Remembering Árpád Janos Pusztai, Scientist Who Risked Career to Question Safety of GMOs

Árpád Janos Pusztai, PhD, one of the first scientists to raise concerns about the safety of genetically modified foods, died Dec 17, 2021, at the age of 91.

April 1, 2023 | Source: GM Watch | by Howard Vlieger

Árpád Janos Pusztai, PhD, one of the first scientists to raise concerns about the safety of genetically modified foods, died Dec 17, 2021, at home with his wife, Susan (Zsuzsa) Bardócz, at his side. He was 91.

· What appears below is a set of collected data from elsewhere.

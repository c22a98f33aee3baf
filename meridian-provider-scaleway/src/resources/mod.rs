//! Managed resources
//!
//! Every handler resolves its scope, calls the typed API, persists the scoped
//! identifier as soon as the remote object exists, waits for stability and
//! finishes with a read. Handlers work on [`ScalewayResult`] and convert to
//! the host error type at the contract boundary.

pub mod baremetal_server;
pub mod instance_ip;
pub mod instance_snapshot;
pub mod instance_volume;
pub mod lb;
pub mod vpc_gateway_network;
pub mod vpc_private_network;
pub mod vpc_public_gateway;

pub use baremetal_server::BaremetalServerResource;
pub use instance_ip::InstanceIpResource;
pub use instance_snapshot::InstanceSnapshotResource;
pub use instance_volume::InstanceVolumeResource;
pub use lb::LbResource;
pub use vpc_gateway_network::VpcGatewayNetworkResource;
pub use vpc_private_network::VpcPrivateNetworkResource;
pub use vpc_public_gateway::VpcPublicGatewayResource;

use meridian_core::diagnostics::Diagnostics;
use meridian_core::provider::{ProviderResult, ResourceAddress};
use meridian_core::resource::ResourceData;
use meridian_core::schema::{AttributeSchema, AttributeType, types};

use crate::diff_policy::diff_suppress_func_locality;
use crate::errors::ScalewayResult;

/// Convert a handler outcome into the host's error type, addressed to `d`
pub(crate) fn surface(d: &ResourceData, result: ScalewayResult<Diagnostics>) -> ProviderResult<Diagnostics> {
    result.map_err(|e| {
        log::debug!("{} {} failed: {}", d.resource_type(), d.id(), e);
        e.into_provider_error(ResourceAddress::of(d))
    })
}

pub(crate) fn zone_attribute() -> AttributeSchema {
    AttributeSchema::new("zone", AttributeType::String)
        .optional()
        .computed()
        .force_new()
        .with_description("The zone you want to attach the resource to")
        .with_api_field("zone")
}

pub(crate) fn region_attribute() -> AttributeSchema {
    AttributeSchema::new("region", AttributeType::String)
        .optional()
        .computed()
        .force_new()
        .with_description("The region you want to attach the resource to")
        .with_api_field("region")
}

pub(crate) fn project_id_attribute(api_field: &str) -> AttributeSchema {
    AttributeSchema::new("project_id", AttributeType::String)
        .optional()
        .computed()
        .force_new()
        .with_description("The project_id you want to attach the resource to")
        .with_api_field(api_field)
}

pub(crate) fn organization_id_attribute(api_field: &str) -> AttributeSchema {
    AttributeSchema::new("organization_id", AttributeType::String)
        .computed()
        .with_description("The organization_id the resource is associated to")
        .with_api_field(api_field)
}

pub(crate) fn tags_attribute() -> AttributeSchema {
    AttributeSchema::new("tags", types::string_list())
        .optional()
        .with_description("The tags associated with the resource")
        .with_api_field("tags")
}

/// Reference to another resource, compared without its scope prefix
pub(crate) fn reference_attribute(name: &str) -> AttributeSchema {
    AttributeSchema::new(name, AttributeType::String).with_diff_suppress(diff_suppress_func_locality)
}

#[cfg(test)]
mod tests {
    use super::*;
    use meridian_core::resource::Value;

    use crate::errors::{ApiError, ScalewayError};

    #[test]
    fn surfaced_errors_carry_the_address_and_cloud_message() {
        let mut d = ResourceData::new("scaleway_lb", Default::default());
        d.set_id("fr-par-1/abc");
        let err = surface(
            &d,
            Err(ScalewayError::Api(ApiError::new(409, "lb is locked"))),
        )
        .unwrap_err();
        assert_eq!(err.resource, Some(ResourceAddress::new("scaleway_lb", "fr-par-1/abc")));
        assert!(err.message.contains("lb is locked"));
    }

    #[test]
    fn references_ignore_scope() {
        let attr = reference_attribute("ip_id").optional();
        let suppress = attr.diff_suppress.unwrap();
        assert!(suppress("ip_id", &Value::from("fr-par-1/abc"), &Value::from("abc")));
    }
}
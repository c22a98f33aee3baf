//! Load balancer API: load balancers and their private network attachments (zoned)

use async_trait::async_trait;
use serde::{Deserialize, Serialize};

use crate::client::ScalewayClient;
use crate::envelope::Patch;
use crate::errors::ScalewayResult;
use crate::locality::Zone;
use crate::waiter::Waitable;

#[derive(Debug, Clone, Default, PartialEq, Eq, Serialize, Deserialize)]
pub struct LbIp {
    pub id: String,
    #[serde(default)]
    pub ip_address: String,
    #[serde(default)]
    pub reverse: Option<String>,
}

#[derive(Debug, Clone, Default, PartialEq, Eq, Serialize, Deserialize)]
pub struct Lb {
    pub id: String,
    #[serde(default)]
    pub name: String,
    #[serde(default)]
    pub description: String,
    #[serde(default)]
    pub status: String,
    #[serde(rename = "type", default)]
    pub lb_type: String,
    #[serde(default)]
    pub ip: Vec<LbIp>,
    #[serde(default)]
    pub tags: Vec<String>,
    #[serde(default)]
    pub project_id: String,
    #[serde(default)]
    pub organization_id: String,
    #[serde(default)]
    pub ssl_compatibility_level: String,
    #[serde(default)]
    pub zone: String,
}

impl Waitable for Lb {
    fn status(&self) -> &str {
        &self.status
    }

    fn is_transient(&self) -> bool {
        matches!(
            self.status.as_str(),
            "pending" | "migrating" | "to_create" | "creating" | "to_delete" | "deleting"
        )
    }
}

/// Attachment of a private network to a load balancer
#[derive(Debug, Clone, Default, PartialEq, Eq, Serialize, Deserialize)]
pub struct LbPrivateNetwork {
    pub private_network_id: String,
    #[serde(default)]
    pub status: String,
}

impl Waitable for LbPrivateNetwork {
    fn status(&self) -> &str {
        &self.status
    }

    fn is_transient(&self) -> bool {
        self.status == "pending"
    }
}

/// Every attachment of a load balancer, awaited as a whole
#[derive(Debug, Clone, Default, PartialEq, Eq)]
pub struct LbPrivateNetworks(pub Vec<LbPrivateNetwork>);

impl LbPrivateNetworks {
    pub fn ids(&self) -> Vec<String> {
        self.0.iter().map(|pn| pn.private_network_id.clone()).collect()
    }
}

impl Waitable for LbPrivateNetworks {
    fn status(&self) -> &str {
        self.0
            .iter()
            .find(|pn| pn.is_transient() || pn.is_failed())
            .map(|pn| pn.status())
            .unwrap_or("ready")
    }

    fn is_transient(&self) -> bool {
        self.0.iter().any(Waitable::is_transient)
    }

    fn is_failed(&self) -> bool {
        self.0.iter().any(Waitable::is_failed)
    }
}

#[derive(Debug, Clone, Default, PartialEq, Eq, Serialize)]
pub struct CreateLbRequest {
    pub name: String,
    pub description: String,
    #[serde(rename = "type")]
    pub lb_type: String,
    #[serde(skip_serializing_if = "Option::is_none")]
    pub project_id: Option<String>,
    #[serde(skip_serializing_if = "Option::is_none")]
    pub ip_id: Option<String>,
    pub tags: Vec<String>,
    #[serde(skip_serializing_if = "Option::is_none")]
    pub ssl_compatibility_level: Option<String>,
}

#[derive(Debug, Clone, Default, PartialEq, Eq, Serialize)]
pub struct UpdateLbRequest {
    #[serde(skip_serializing_if = "Option::is_none")]
    pub name: Option<String>,
    #[serde(skip_serializing_if = "Patch::is_omit")]
    pub description: Patch<String>,
    #[serde(skip_serializing_if = "Patch::is_omit")]
    pub tags: Patch<Vec<String>>,
    #[serde(skip_serializing_if = "Option::is_none")]
    pub ssl_compatibility_level: Option<String>,
}

impl UpdateLbRequest {
    pub fn is_empty(&self) -> bool {
        self.name.is_none()
            && self.description.is_omit()
            && self.tags.is_omit()
            && self.ssl_compatibility_level.is_none()
    }
}

#[derive(Debug, Clone, PartialEq, Eq, Serialize)]
struct MigrateLbRequest<'a> {
    #[serde(rename = "type")]
    lb_type: &'a str,
}

#[derive(Debug, Clone, PartialEq, Eq, Serialize)]
struct AttachPrivateNetworkRequest {
    dhcp_config: serde_json::Value,
}

#[async_trait]
pub trait LbApi: Send + Sync {
    async fn create_lb(&self, zone: &Zone, request: &CreateLbRequest) -> ScalewayResult<Lb>;
    async fn get_lb(&self, zone: &Zone, id: &str) -> ScalewayResult<Lb>;
    async fn update_lb(&self, zone: &Zone, id: &str, request: &UpdateLbRequest) -> ScalewayResult<Lb>;
    async fn delete_lb(&self, zone: &Zone, id: &str) -> ScalewayResult<()>;
    async fn list_lbs(&self, zone: &Zone, name: Option<&str>, project_id: Option<&str>) -> ScalewayResult<Vec<Lb>>;
    async fn migrate_lb(&self, zone: &Zone, id: &str, lb_type: &str) -> ScalewayResult<Lb>;

    async fn list_lb_private_networks(&self, zone: &Zone, lb_id: &str) -> ScalewayResult<LbPrivateNetworks>;
    async fn attach_private_network(&self, zone: &Zone, lb_id: &str, private_network_id: &str) -> ScalewayResult<()>;
    async fn detach_private_network(&self, zone: &Zone, lb_id: &str, private_network_id: &str) -> ScalewayResult<()>;
}

fn base(zone: &Zone) -> String {
    format!("/lb/v1/zones/{}/lbs", zone)
}

#[async_trait]
impl LbApi for ScalewayClient {
    async fn create_lb(&self, zone: &Zone, request: &CreateLbRequest) -> ScalewayResult<Lb> {
        self.post(&base(zone), request).await
    }

    async fn get_lb(&self, zone: &Zone, id: &str) -> ScalewayResult<Lb> {
        self.get(&format!("{}/{}", base(zone), id)).await
    }

    async fn update_lb(&self, zone: &Zone, id: &str, request: &UpdateLbRequest) -> ScalewayResult<Lb> {
        self.patch(&format!("{}/{}", base(zone), id), request).await
    }

    async fn delete_lb(&self, zone: &Zone, id: &str) -> ScalewayResult<()> {
        // The flexible IP outlives the load balancer
        self.delete_with_query(
            &format!("{}/{}", base(zone), id),
            &[("release_ip", "false".to_string())],
        )
        .await
    }

    async fn list_lbs(&self, zone: &Zone, name: Option<&str>, project_id: Option<&str>) -> ScalewayResult<Vec<Lb>> {
        let mut query = Vec::new();
        if let Some(name) = name {
            query.push(("name", name.to_string()));
        }
        if let Some(project_id) = project_id {
            query.push(("project_id", project_id.to_string()));
        }
        self.list_all(&base(zone), "lbs", &query).await
    }

    async fn migrate_lb(&self, zone: &Zone, id: &str, lb_type: &str) -> ScalewayResult<Lb> {
        self.post(
            &format!("{}/{}/migrate", base(zone), id),
            &MigrateLbRequest { lb_type },
        )
        .await
    }

    async fn list_lb_private_networks(&self, zone: &Zone, lb_id: &str) -> ScalewayResult<LbPrivateNetworks> {
        let items: Vec<LbPrivateNetwork> = self
            .list_all(
                &format!("{}/{}/private-networks", base(zone), lb_id),
                "private_network",
                &[],
            )
            .await?;
        Ok(LbPrivateNetworks(items))
    }

    async fn attach_private_network(&self, zone: &Zone, lb_id: &str, private_network_id: &str) -> ScalewayResult<()> {
        self.post_empty(
            &format!("{}/{}/private-networks/{}/attach", base(zone), lb_id, private_network_id),
            &AttachPrivateNetworkRequest {
                dhcp_config: serde_json::json!({}),
            },
        )
        .await
    }

    async fn detach_private_network(&self, zone: &Zone, lb_id: &str, private_network_id: &str) -> ScalewayResult<()> {
        self.post_empty(
            &format!("{}/{}/private-networks/{}/detach", base(zone), lb_id, private_network_id),
            &serde_json::json!({}),
        )
        .await
    }
}

#[cfg(test)]
mod tests {
    use super::*;

    fn pn(status: &str) -> LbPrivateNetwork {
        LbPrivateNetwork {
            private_network_id: format!("pn-{}", status),
            status: status.to_string(),
        }
    }

    #[test]
    fn attachments_are_awaited_together() {
        let ready = LbPrivateNetworks(vec![pn("ready"), pn("ready")]);
        assert!(!ready.is_transient());
        assert_eq!(ready.status(), "ready");

        let pending = LbPrivateNetworks(vec![pn("ready"), pn("pending")]);
        assert!(pending.is_transient());
        assert_eq!(pending.status(), "pending");

        let failed = LbPrivateNetworks(vec![pn("error")]);
        assert!(failed.is_failed());
        assert!(!LbPrivateNetworks::default().is_transient());
    }

    #[test]
    fn lb_decodes_type_and_ips() {
        let lb: Lb = serde_json::from_value(serde_json::json!({
            "id": "lb-1",
            "name": "web",
            "status": "ready",
            "type": "LB-S",
            "ip": [{"id": "ip-1", "ip_address": "51.15.0.1"}],
            "zone": "fr-par-1"
        }))
        .unwrap();
        assert_eq!(lb.lb_type, "LB-S");
        assert_eq!(lb.ip[0].ip_address, "51.15.0.1");
        assert!(!lb.is_transient());
    }

    #[test]
    fn update_request_is_empty_without_changes() {
        assert!(UpdateLbRequest::default().is_empty());
        let request = UpdateLbRequest {
            description: Patch::Clear,
            ..UpdateLbRequest::default()
        };
        assert!(!request.is_empty());
        assert_eq!(
            serde_json::to_value(&request).unwrap(),
            serde_json::json!({"description": null})
        );
    }
}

Pusztai was born Sept 8, 1930, in Budapest, Hungary. He was a student of the high school Obudai Arpad Gimnazium. In 1953, he obtained a diploma in chemistry from the Eotvos Lorand University in Budapest. He worked for three years as an associate scientist at the Hungarian Academy of Sciences before the Hungarian revolution against Soviet control in 1956.

After the failed revolution, Pusztai escaped to a refugee camp in Austria and from there made his way to England. He completed his doctorate in biochemistry at the Lister Institute in London. In 1963, he was invited to join the Protein Research Department at the Rowett Research Institute in Aberdeen, Scotland.

Pusztai worked at the Rowett Institute for the next 36 years, predominately studying plant lectins. During that time, he discovered glycoproteins in plants, authored more than 270 research papers, published three books and was considered an “internationally renowned expert on lectins.”